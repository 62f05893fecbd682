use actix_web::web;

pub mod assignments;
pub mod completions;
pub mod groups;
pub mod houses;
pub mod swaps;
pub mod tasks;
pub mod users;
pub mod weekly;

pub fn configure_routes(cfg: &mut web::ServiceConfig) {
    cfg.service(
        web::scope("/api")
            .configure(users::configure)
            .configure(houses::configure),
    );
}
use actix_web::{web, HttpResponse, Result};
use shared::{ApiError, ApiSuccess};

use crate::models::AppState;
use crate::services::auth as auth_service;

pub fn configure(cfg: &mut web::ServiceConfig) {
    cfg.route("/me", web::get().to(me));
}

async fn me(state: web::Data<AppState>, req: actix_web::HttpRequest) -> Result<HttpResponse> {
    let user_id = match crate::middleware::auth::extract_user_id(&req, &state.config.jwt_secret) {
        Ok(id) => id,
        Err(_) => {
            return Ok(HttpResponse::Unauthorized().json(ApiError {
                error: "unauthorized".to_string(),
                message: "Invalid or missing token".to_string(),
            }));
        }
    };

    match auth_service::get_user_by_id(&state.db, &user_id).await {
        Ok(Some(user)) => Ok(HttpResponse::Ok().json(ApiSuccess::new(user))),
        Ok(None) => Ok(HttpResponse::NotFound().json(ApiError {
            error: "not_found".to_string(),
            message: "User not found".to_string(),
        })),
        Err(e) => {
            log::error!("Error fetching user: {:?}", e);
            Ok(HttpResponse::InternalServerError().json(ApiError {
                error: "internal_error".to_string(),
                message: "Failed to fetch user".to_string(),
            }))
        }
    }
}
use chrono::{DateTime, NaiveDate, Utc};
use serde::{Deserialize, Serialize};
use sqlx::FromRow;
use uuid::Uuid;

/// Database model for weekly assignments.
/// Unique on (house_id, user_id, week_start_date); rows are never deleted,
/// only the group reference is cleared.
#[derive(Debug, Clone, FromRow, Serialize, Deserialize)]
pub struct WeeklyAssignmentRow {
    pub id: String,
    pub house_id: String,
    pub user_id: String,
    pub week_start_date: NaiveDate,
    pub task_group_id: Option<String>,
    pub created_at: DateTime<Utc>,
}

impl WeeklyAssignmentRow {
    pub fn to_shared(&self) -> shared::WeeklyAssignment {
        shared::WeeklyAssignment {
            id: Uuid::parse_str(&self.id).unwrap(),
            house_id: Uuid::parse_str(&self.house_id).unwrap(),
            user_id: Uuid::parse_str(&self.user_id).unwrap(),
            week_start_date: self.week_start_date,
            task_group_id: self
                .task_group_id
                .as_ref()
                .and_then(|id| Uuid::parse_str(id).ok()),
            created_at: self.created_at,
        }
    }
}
...
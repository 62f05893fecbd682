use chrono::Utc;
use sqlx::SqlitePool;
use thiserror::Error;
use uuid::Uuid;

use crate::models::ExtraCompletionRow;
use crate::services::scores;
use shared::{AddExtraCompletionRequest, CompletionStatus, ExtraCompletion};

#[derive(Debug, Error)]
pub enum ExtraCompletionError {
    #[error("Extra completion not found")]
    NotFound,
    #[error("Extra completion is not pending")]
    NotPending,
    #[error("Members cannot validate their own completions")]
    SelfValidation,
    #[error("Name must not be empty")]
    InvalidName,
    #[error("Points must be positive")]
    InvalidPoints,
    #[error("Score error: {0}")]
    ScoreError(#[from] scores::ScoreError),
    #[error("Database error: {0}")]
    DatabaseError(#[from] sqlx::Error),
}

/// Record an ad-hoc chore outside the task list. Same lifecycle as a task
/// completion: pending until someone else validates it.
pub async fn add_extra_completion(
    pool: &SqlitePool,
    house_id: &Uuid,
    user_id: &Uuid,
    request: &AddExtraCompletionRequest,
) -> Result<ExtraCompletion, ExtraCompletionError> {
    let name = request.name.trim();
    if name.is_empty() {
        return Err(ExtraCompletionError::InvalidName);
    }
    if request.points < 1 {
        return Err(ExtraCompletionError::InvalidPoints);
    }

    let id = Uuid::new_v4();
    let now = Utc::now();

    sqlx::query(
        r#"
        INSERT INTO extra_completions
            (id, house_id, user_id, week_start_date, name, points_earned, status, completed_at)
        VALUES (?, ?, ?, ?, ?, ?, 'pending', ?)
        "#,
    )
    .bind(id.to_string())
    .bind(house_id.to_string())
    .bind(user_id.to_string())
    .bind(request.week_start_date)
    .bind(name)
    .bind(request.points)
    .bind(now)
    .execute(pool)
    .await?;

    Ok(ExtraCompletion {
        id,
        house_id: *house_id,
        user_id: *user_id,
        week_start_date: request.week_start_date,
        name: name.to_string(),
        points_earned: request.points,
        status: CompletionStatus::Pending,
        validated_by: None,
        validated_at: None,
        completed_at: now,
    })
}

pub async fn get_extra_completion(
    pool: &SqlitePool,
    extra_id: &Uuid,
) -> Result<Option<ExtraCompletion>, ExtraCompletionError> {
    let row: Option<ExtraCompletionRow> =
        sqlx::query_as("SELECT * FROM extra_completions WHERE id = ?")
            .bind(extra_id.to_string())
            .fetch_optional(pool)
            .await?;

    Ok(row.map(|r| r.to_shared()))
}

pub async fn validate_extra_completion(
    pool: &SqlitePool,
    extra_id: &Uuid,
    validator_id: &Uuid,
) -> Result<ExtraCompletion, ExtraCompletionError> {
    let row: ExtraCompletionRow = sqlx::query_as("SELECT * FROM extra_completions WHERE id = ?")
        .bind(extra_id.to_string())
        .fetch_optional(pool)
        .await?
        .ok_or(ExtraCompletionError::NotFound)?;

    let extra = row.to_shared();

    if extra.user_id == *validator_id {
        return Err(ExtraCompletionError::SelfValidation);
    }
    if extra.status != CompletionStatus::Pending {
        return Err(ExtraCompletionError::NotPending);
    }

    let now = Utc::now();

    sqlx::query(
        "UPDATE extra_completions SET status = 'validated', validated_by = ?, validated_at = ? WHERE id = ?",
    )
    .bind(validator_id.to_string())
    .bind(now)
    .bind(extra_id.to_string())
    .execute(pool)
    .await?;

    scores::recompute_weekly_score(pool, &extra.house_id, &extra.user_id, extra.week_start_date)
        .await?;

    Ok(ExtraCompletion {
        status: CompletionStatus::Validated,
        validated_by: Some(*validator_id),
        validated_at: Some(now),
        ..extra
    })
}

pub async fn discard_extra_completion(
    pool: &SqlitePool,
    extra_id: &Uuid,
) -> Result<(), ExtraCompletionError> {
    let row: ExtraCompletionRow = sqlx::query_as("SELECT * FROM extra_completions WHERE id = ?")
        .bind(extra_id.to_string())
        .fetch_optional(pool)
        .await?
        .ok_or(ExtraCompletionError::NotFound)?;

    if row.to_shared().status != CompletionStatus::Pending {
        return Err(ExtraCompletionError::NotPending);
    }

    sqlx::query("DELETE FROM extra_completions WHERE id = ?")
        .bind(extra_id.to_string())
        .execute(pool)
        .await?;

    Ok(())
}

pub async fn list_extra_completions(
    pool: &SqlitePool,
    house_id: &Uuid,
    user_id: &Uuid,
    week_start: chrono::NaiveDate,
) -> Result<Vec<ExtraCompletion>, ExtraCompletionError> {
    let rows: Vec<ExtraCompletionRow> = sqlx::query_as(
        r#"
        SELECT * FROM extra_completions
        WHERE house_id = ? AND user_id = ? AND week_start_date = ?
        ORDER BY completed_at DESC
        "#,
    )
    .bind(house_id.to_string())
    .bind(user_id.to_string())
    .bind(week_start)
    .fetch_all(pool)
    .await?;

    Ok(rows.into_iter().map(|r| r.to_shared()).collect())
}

__TRY IT__
Every line above that holds the string "Debug" counts once. State how many such lines there are, as a number alone.

__RESPONSE TO THE TASK__
2